HOW TO COMPLETE THIS TASK: Please set down exactly the lines of the listing below from the line containing "pub fn on_memory(&self, reading: MemoryReading)" through the line containing "self.monitor.start();", both lines included, leaving out all other lines.

EXERCISE INPUTS:
------------------------------------------------
//! The [`AdaptiveManager`] façade.

use std::fmt;
use std::future::Future;
use std::sync::Arc;

use parking_lot::Mutex;
use tokio::sync::broadcast;
use tokio::task::JoinHandle;
use tokio_util::sync::CancellationToken;

use lowtide_cache::{LazyResourceLoader, PageLoader, PaginatedCache, PrefetchGate};
use lowtide_core::{
    AppState, BatterySource, BatteryStatus, NetworkConditions, NetworkSource, Result,
};
use lowtide_memory::{
    MemoryEvent, MemoryPressureMonitor, MemoryReading, MemorySource, PressureProbe, PressureSample,
    ResourcePool, SystemMemorySource,
};
use lowtide_power::{PowerEvent, PowerProfileController, ProfileKind};
use lowtide_stream::WindowedAggregator;
use lowtide_sync::{ChunkTransport, NetworkSyncScheduler, NoopWakeLock, WakeLock};

use crate::config::ManagerConfig;
use crate::stats::EventStats;

// ---------------------------------------------------------------------------
// Host bindings
// ---------------------------------------------------------------------------

/// Platform collaborators supplied by the host application.
#[derive(Clone)]
pub struct HostBindings {
    memory: Arc<dyn MemorySource>,
    battery: Option<Arc<dyn BatterySource>>,
    network: Option<Arc<dyn NetworkSource>>,
    transport: Arc<dyn ChunkTransport>,
    wake_lock: Arc<dyn WakeLock>,
}

impl HostBindings {
    /// Bindings with `sysinfo` memory readings, no wake lock and no polled
    /// battery or network sources.
    pub fn new(transport: Arc<dyn ChunkTransport>) -> Self {
        Self {
            memory: Arc::new(SystemMemorySource::new()),
            battery: None,
            network: None,
            transport,
            wake_lock: Arc::new(NoopWakeLock),
        }
    }

    /// Read memory from `source` instead of `sysinfo`.
    #[must_use]
    pub fn with_memory_source(mut self, source: Arc<dyn MemorySource>) -> Self {
        self.memory = source;
        self
    }

    /// Poll `source` for battery state. Without one the host pushes through
    /// [`AdaptiveManager::on_battery`].
    #[must_use]
    pub fn with_battery_source(mut self, source: Arc<dyn BatterySource>) -> Self {
        self.battery = Some(source);
        self
    }

    /// Poll `source` before each sync run. Without one the host pushes through
    /// [`AdaptiveManager::on_network`].
    #[must_use]
    pub fn with_network_source(mut self, source: Arc<dyn NetworkSource>) -> Self {
        self.network = Some(source);
        self
    }

    /// Hold `lock` while the sync queue is processed.
    #[must_use]
    pub fn with_wake_lock(mut self, lock: Arc<dyn WakeLock>) -> Self {
        self.wake_lock = lock;
        self
    }
}

impl fmt::Debug for HostBindings {
    fn fmt(&self, f: &mut fmt::Formatter<'_>) -> fmt::Result {
        f.debug_struct("HostBindings")
            .field("battery_source", &self.battery.is_some())
            .field("network_source", &self.network.is_some())
            .finish_non_exhaustive()
    }
}

// ---------------------------------------------------------------------------
// AdaptiveManager
// ---------------------------------------------------------------------------

/// Owns one of each controller and wires them together.
///
/// Memory pressure drives the resource pool: a warning or critical sample
/// runs an unforced GC, an out-of-memory sample runs a forced GC followed by
/// the registered cleanup callbacks. Profile changes and battery samples refresh
/// the sync interval and quality, and open or close the prefetch gate shared
/// by every cache and loader the manager builds.
pub struct AdaptiveManager {
    config: ManagerConfig,
    monitor: Arc<MemoryPressureMonitor>,
    pool: Arc<ResourcePool>,
    power: Arc<PowerProfileController>,
    sync: Arc<NetworkSyncScheduler>,
    battery: Option<Arc<dyn BatterySource>>,
    network: Option<Arc<dyn NetworkSource>>,
    prefetch: PrefetchGate,
    stats: EventStats,
    cancel: Mutex<Option<CancellationToken>>,
}

impl AdaptiveManager {
    /// Build every controller from `config`.
    pub fn new(config: ManagerConfig, host: HostBindings) -> Result<Self> {
        config.validate()?;

        let monitor = Arc::new(MemoryPressureMonitor::new(config.memory.clone(), host.memory)?);
        let probe: Arc<dyn PressureProbe> = monitor.clone();
        let pool = Arc::new(ResourcePool::new(config.pool.clone(), probe)?);
        let power = Arc::new(PowerProfileController::new(config.power.clone())?);
        let sync = Arc::new(NetworkSyncScheduler::new(
            config.sync.clone(),
            Arc::clone(&power),
            host.transport,
            host.wake_lock,
        )?);
        let prefetch = PrefetchGate::with_enabled(power.current_profile().prefetch_enabled);

        Ok(Self {
            config,
            monitor,
            pool,
            power,
            sync,
            battery: host.battery,
            network: host.network,
            prefetch,
            stats: EventStats::default(),
            cancel: Mutex::new(None),
        })
    }

    /// Manager configuration.
    pub fn config(&self) -> &ManagerConfig {
        &self.config
    }

    /// Memory pressure monitor.
    pub fn monitor(&self) -> &Arc<MemoryPressureMonitor> {
        &self.monitor
    }

    /// Resource pool.
    pub fn pool(&self) -> &Arc<ResourcePool> {
        &self.pool
    }

    /// Power profile controller.
    pub fn power(&self) -> &Arc<PowerProfileController> {
        &self.power
    }

    /// Network sync scheduler.
    pub fn sync(&self) -> &Arc<NetworkSyncScheduler> {
        &self.sync
    }

    /// Prefetch gate installed in every cache and loader built by the
    /// factories. Follows the active power profile.
    pub fn prefetch_gate(&self) -> &PrefetchGate {
        &self.prefetch
    }

    /// Event counters. Populated while the manager is running.
    pub fn stats(&self) -> &EventStats {
        &self.stats
    }

    /// Whether [`start`](Self::start) was called without a matching
    /// [`stop`](Self::stop).
    pub fn is_running(&self) -> bool {
        self.cancel.lock().is_some()
    }

    // -----------------------------------------------------------------------
    // Factories
    // -----------------------------------------------------------------------

    /// A paginated cache over `loader` using the configured page defaults.
    pub fn paginated_cache<T>(
        &self,
        loader: Arc<dyn PageLoader<T>>,
    ) -> Result<Arc<PaginatedCache<T>>>
    where
        T: Clone + Send + Sync + 'static,
    {
        let cache = PaginatedCache::new(self.config.pages.clone(), loader)?;
        Ok(Arc::new(cache.with_prefetch_gate(self.prefetch.clone())))
    }

    /// A lazy loader using the configured loader defaults.
    pub fn lazy_loader<T>(&self) -> Result<Arc<LazyResourceLoader<T>>>
    where
        T: Clone + Send + Sync + 'static,
    {
        let loader = LazyResourceLoader::new(self.config.loader.clone())?;
        Ok(Arc::new(loader.with_prefetch_gate(self.prefetch.clone())))
    }

    /// A windowed aggregator using the configured window shape.
    pub fn aggregator<T: Clone>(&self) -> Result<WindowedAggregator<T>> {
        WindowedAggregator::new(self.config.windows)
    }

    // -----------------------------------------------------------------------
    // Host signals
    // -----------------------------------------------------------------------

    /// Feed a battery observation to the power controller and re-derive the
    /// sync schedule.
    pub async fn on_battery(&self, status: BatteryStatus) -> ProfileKind {
        let kind = self.power.on_battery_sample(status).await;
        self.sync.refresh();
        self.apply_prefetch_policy();
        kind
    }

    /// Feed new network conditions to the sync scheduler.
    pub fn on_network(&self, conditions: NetworkConditions) {
        self.sync.update_network(conditions);
    }

    /// Forward a foreground/background transition to every controller.
    pub fn on_app_state(&self, state: AppState) {
        tracing::debug!(?state, "app state changed");
        self.monitor.set_app_state(state);
        self.power.set_app_state(state);
        self.sync.set_app_state(state);
        self.sync.refresh();
        self.apply_prefetch_policy();
    }

    /// Record a memory reading pushed by the host.
    pub fn on_memory(&self, reading: MemoryReading) -> PressureSample {
        self.monitor.record(reading)
    }

    // -----------------------------------------------------------------------
    // Lifecycle
    // -----------------------------------------------------------------------

    /// Start every controller loop, the pressure bridge and the event
    /// counters. Polled sources are read once immediately. Calling `start`
    /// twice restarts the bridges.
    pub async fn start(&self) {
        let cancel = CancellationToken::new();
        if let Some(previous) = self.cancel.lock().replace(cancel.clone()) {
            previous.cancel();
        }

        self.stats.spawn_collector(self.monitor.subscribe(), cancel.child_token());
        self.stats.spawn_collector(self.pool.subscribe(), cancel.child_token());
        self.stats.spawn_collector(self.power.subscribe(), cancel.child_token());
        self.stats.spawn_collector(self.sync.subscribe(), cancel.child_token());
        self.spawn_pressure_bridge(cancel.child_token());
        self.spawn_profile_bridge(cancel.child_token());

        if let Some(source) = &self.network {
            self.sync.update_network(source.conditions());
        }
        if let Some(source) = &self.battery {
            match source.battery() {
                Ok(status) => {
                    self.on_battery(status).await;
                }
                Err(e) => tracing::warn!(error = %e, "initial battery read failed"),
            }
            self.power.start(Arc::clone(source));
        }

        self.monitor.start();
        self.pool.start();
        self.sync.start(self.network.clone());
        tracing::info!("adaptive manager started");
    }

    /// Stop every loop and release every pooled resource.
    pub async fn stop(&self) {
        if let Some(cancel) = self.cancel.lock().take() {
            cancel.cancel();
        }
        self.monitor.stop();
        self.power.stop();
        self.sync.stop();
        self.pool.shutdown().await;
        tracing::info!("adaptive manager stopped");
    }

    fn spawn_pressure_bridge(&self, cancel: CancellationToken) -> JoinHandle<()> {
        let pool = Arc::clone(&self.pool);
        let monitor = Arc::clone(&self.monitor);
        spawn_listener("pressure-bridge", self.monitor.subscribe(), cancel, move |event| {
            let pool = Arc::clone(&pool);
            let monitor = Arc::clone(&monitor);
            async move {
                match event {
                    MemoryEvent::Warning(sample) | MemoryEvent::Critical(sample) => {
                        tracing::debug!(
                            percent = sample.percent_used,
                            "memory pressure, collecting"
                        );
                        pool.trigger_gc(false).await;
                    }
                    MemoryEvent::Oom(sample) => {
                        tracing::warn!(
                            percent = sample.percent_used,
                            "memory exhausted, forcing cleanup"
                        );
                        pool.trigger_gc(true).await;
                        monitor.force_cleanup().await;
                    }
                    _ => {}
                }
            }
        })
    }

    fn spawn_profile_bridge(&self, cancel: CancellationToken) -> JoinHandle<()> {
        let sync = Arc::clone(&self.sync);
        let power = Arc::clone(&self.power);
        let prefetch = self.prefetch.clone();
        spawn_listener("profile-bridge", self.power.subscribe(), cancel, move |event| {
            if let PowerEvent::ProfileChanged { .. } = event {
                sync.refresh();
                prefetch.set_enabled(power.current_profile().prefetch_enabled);
            }
            async {}
        })
    }

    fn apply_prefetch_policy(&self) {
        self.prefetch.set_enabled(self.power.current_profile().prefetch_enabled);
    }
}

impl fmt::Debug for AdaptiveManager {
    fn fmt(&self, f: &mut fmt::Formatter<'_>) -> fmt::Result {
        f.debug_struct("AdaptiveManager")
            .field("profile", &self.power.current_kind())
            .field("resources", &self.pool.len())
            .field("running", &self.is_running())
            .finish_non_exhaustive()
    }
}

/// Drive `handler` with every event on `receiver` until `cancel` fires or the
/// bus is dropped. Lagged receivers skip ahead.
pub(crate) fn spawn_listener<E, F, Fut>(
    name: &'static str,
    mut receiver: broadcast::Receiver<E>,
    cancel: CancellationToken,
    mut handler: F,
) -> JoinHandle<()>
where
    E: Clone + Send + 'static,
    F: FnMut(E) -> Fut + Send + 'static,
    Fut: Future<Output = ()> + Send,
{
    tokio::spawn(async move {
        loop {
            tokio::select! {
                result = receiver.recv() => match result {
                    Ok(event) => handler(event).await,
                    Err(broadcast::error::RecvError::Lagged(skipped)) => {
                        tracing::warn!(listener = name, skipped, "listener lagged behind");
                    }
                    Err(broadcast::error::RecvError::Closed) => break,
                },
                () = cancel.cancelled() => break,
            }
        }
        tracing::trace!(listener = name, "listener stopped");
    })
}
------------------------------------------------
EXERCISE OUTPUT:
    pub fn on_memory(&self, reading: MemoryReading) -> PressureSample {
        self.monitor.record(reading)
    }

    // -----------------------------------------------------------------------
    // Lifecycle
    // -----------------------------------------------------------------------

    /// Start every controller loop, the pressure bridge and the event
    /// counters. Polled sources are read once immediately. Calling `start`
    /// twice restarts the bridges.
    pub async fn start(&self) {
        let cancel = CancellationToken::new();
        if let Some(previous) = self.cancel.lock().replace(cancel.clone()) {
            previous.cancel();
        }

        self.stats.spawn_collector(self.monitor.subscribe(), cancel.child_token());
        self.stats.spawn_collector(self.pool.subscribe(), cancel.child_token());
        self.stats.spawn_collector(self.power.subscribe(), cancel.child_token());
        self.stats.spawn_collector(self.sync.subscribe(), cancel.child_token());
        self.spawn_pressure_bridge(cancel.child_token());
        self.spawn_profile_bridge(cancel.child_token());

        if let Some(source) = &self.network {
            self.sync.update_network(source.conditions());
        }
        if let Some(source) = &self.battery {
            match source.battery() {
                Ok(status) => {
                    self.on_battery(status).await;
                }
                Err(e) => tracing::warn!(error = %e, "initial battery read failed"),
            }
            self.power.start(Arc::clone(source));
        }

        self.monitor.start();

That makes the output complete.